===== Available records

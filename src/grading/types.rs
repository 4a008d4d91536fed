//! Data types shared by the averaging, classification and solver stages.

use serde::Serialize;
use std::collections::HashMap;
use std::fmt;

use crate::error::GradeError;
use crate::parser::{RawValue, parse_number};

/// Maximum distance from 1.0 tolerated when checking a caller's weights.
pub const WEIGHT_SUM_TOLERANCE: f64 = 0.01;

/// A weighted component of the final average.
#[derive(Debug, Clone, Copy, PartialEq, Eq, Hash, PartialOrd, Ord, Serialize)]
pub enum Component {
    /// First exam (P1).
    FirstExam,
    /// Second exam (P2).
    SecondExam,
    /// Assignment (Trabalho).
    Assignment,
}

impl Component {
    pub const ALL: [Component; 3] = [
        Component::FirstExam,
        Component::SecondExam,
        Component::Assignment,
    ];
}

impl fmt::Display for Component {
    fn fmt(&self, f: &mut fmt::Formatter<'_>) -> fmt::Result {
        f.write_str(match self {
            Component::FirstExam => "P1",
            Component::SecondExam => "P2",
            Component::Assignment => "Trabalho",
        })
    }
}

/// Scores the caller already knows, keyed by component.
///
/// Missing keys, `None` and blank text all mean "unknown".
pub type KnownScores = HashMap<Component, Option<RawValue>>;

/// Weight of each component in the final average.
#[derive(Debug, Clone, Copy, PartialEq, Serialize)]
pub struct Weights {
    pub first_exam: f64,
    pub second_exam: f64,
    pub assignment: f64,
}

impl Weights {
    /// 35% per exam, 30% for the assignment.
    pub const STANDARD: Weights = Weights {
        first_exam: 0.35,
        second_exam: 0.35,
        assignment: 0.30,
    };

    pub fn new(first_exam: f64, second_exam: f64, assignment: f64) -> Self {
        Weights {
            first_exam,
            second_exam,
            assignment,
        }
    }

    /// Parses caller-entered weight text, one value per component.
    ///
    /// # Errors
    ///
    /// Returns [`GradeError::InvalidWeight`] naming the first component whose
    /// weight is not a number.
    pub fn parse(first_exam: &str, second_exam: &str, assignment: &str) -> Result<Self, GradeError> {
        let read = |component: Component, raw: &str| {
            parse_number(&RawValue::from(raw)).map_err(|_| GradeError::InvalidWeight { component })
        };

        Ok(Weights {
            first_exam: read(Component::FirstExam, first_exam)?,
            second_exam: read(Component::SecondExam, second_exam)?,
            assignment: read(Component::Assignment, assignment)?,
        })
    }

    pub fn get(&self, component: Component) -> f64 {
        match component {
            Component::FirstExam => self.first_exam,
            Component::SecondExam => self.second_exam,
            Component::Assignment => self.assignment,
        }
    }

    /// Iterates `(component, weight)` pairs in P1, P2, Trabalho order.
    pub fn iter(&self) -> impl Iterator<Item = (Component, f64)> + '_ {
        Component::ALL.into_iter().map(|c| (c, self.get(c)))
    }

    pub fn sum(&self) -> f64 {
        self.first_exam + self.second_exam + self.assignment
    }

    /// Rejects weight sets that do not add up to 1.0 within
    /// [`WEIGHT_SUM_TOLERANCE`].
    pub fn ensure_normalized(self) -> Result<Self, GradeError> {
        let sum = self.sum();
        if (sum - 1.0).abs() > WEIGHT_SUM_TOLERANCE {
            return Err(GradeError::WeightSum { sum });
        }
        Ok(self)
    }
}

impl Default for Weights {
    fn default() -> Self {
        Self::STANDARD
    }
}

/// Pass/fail outcome of a final average.
#[derive(Debug, Clone, Copy, PartialEq, Eq, Serialize)]
pub enum Status {
    Pass,
    Remediation,
}

impl fmt::Display for Status {
    fn fmt(&self, f: &mut fmt::Formatter<'_>) -> fmt::Result {
        f.write_str(match self {
            Status::Pass => "Pass",
            Status::Remediation => "Remediation",
        })
    }
}

/// Five-band letter grade.
#[derive(Debug, Clone, Copy, PartialEq, Eq, Serialize)]
pub enum Letter {
    A,
    B,
    C,
    D,
    F,
}

impl fmt::Display for Letter {
    fn fmt(&self, f: &mut fmt::Formatter<'_>) -> fmt::Result {
        f.write_str(match self {
            Letter::A => "A",
            Letter::B => "B",
            Letter::C => "C",
            Letter::D => "D",
            Letter::F => "F",
        })
    }
}

/// Outcome of the forward calculation.
///
/// When `error` is set the numeric fields hold the failing defaults
/// (0.0, [`Status::Remediation`], [`Letter::F`]).
#[derive(Debug, Clone, PartialEq, Serialize)]
pub struct GradeResult {
    pub initial_average: f64,
    pub final_average: f64,
    pub status: Status,
    pub letter: Letter,
    #[serde(skip_serializing_if = "Option::is_none")]
    pub error: Option<String>,
}

impl GradeResult {
    /// Failing result carrying the message that aborted the calculation.
    pub fn failed(message: impl Into<String>) -> Self {
        GradeResult {
            initial_average: 0.0,
            final_average: 0.0,
            status: Status::Remediation,
            letter: Letter::F,
            error: Some(message.into()),
        }
    }

    pub fn is_ok(&self) -> bool {
        self.error.is_none()
    }
}

/// Outcome of the required-score solver.
#[derive(Debug, Clone, PartialEq, Serialize)]
pub struct RequiredScoreResult {
    pub feasible: bool,
    pub message: String,
    #[serde(skip_serializing_if = "Option::is_none")]
    pub required_score: Option<f64>,
}

impl RequiredScoreResult {
    pub fn feasible(message: impl Into<String>, required_score: Option<f64>) -> Self {
        RequiredScoreResult {
            feasible: true,
            message: message.into(),
            required_score,
        }
    }

    pub fn infeasible(message: impl Into<String>) -> Self {
        RequiredScoreResult {
            feasible: false,
            message: message.into(),
            required_score: None,
        }
    }
}

#[cfg(test)]
mod tests {
    use super::*;

    #[test]
    fn test_standard_weights_sum_to_one() {
        assert!((Weights::STANDARD.sum() - 1.0).abs() < 1e-12);
        assert_eq!(Weights::default(), Weights::STANDARD);
    }

    #[test]
    fn test_weights_iter_order() {
        let order: Vec<_> = Weights::STANDARD.iter().map(|(c, _)| c).collect();
        assert_eq!(
            order,
            vec![
                Component::FirstExam,
                Component::SecondExam,
                Component::Assignment
            ]
        );
    }

    #[test]
    fn test_weights_parse() {
        let w = Weights::parse("0.4", " 0.4", "0.2").unwrap();
        assert_eq!(w, Weights::new(0.4, 0.4, 0.2));
    }

    #[test]
    fn test_weights_parse_names_bad_component() {
        assert_eq!(
            Weights::parse("0.35", "abc", ""),
            Err(GradeError::InvalidWeight {
                component: Component::SecondExam
            })
        );
        assert_eq!(
            GradeError::InvalidWeight {
                component: Component::Assignment
            }
            .to_string(),
            "Invalid weight for Trabalho"
        );
    }

    #[test]
    fn test_ensure_normalized() {
        assert!(Weights::new(0.35, 0.35, 0.305).ensure_normalized().is_ok());
        let err = Weights::new(0.5, 0.5, 0.5).ensure_normalized().unwrap_err();
        assert_eq!(err, GradeError::WeightSum { sum: 1.5 });
        assert_eq!(
            err.to_string(),
            "Weights must sum to 1.0 (current sum: 1.50)"
        );
    }

    #[test]
    fn test_failed_result_defaults() {
        let r = GradeResult::failed("boom");
        assert!(!r.is_ok());
        assert_eq!(r.initial_average, 0.0);
        assert_eq!(r.final_average, 0.0);
        assert_eq!(r.status, Status::Remediation);
        assert_eq!(r.letter, Letter::F);
        assert_eq!(r.error.as_deref(), Some("boom"));
    }
}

==========

Give every line of the material that includes the string "calculation".

▶ _Answer_:
/// Outcome of the forward calculation.
    /// Failing result carrying the message that aborted the calculation.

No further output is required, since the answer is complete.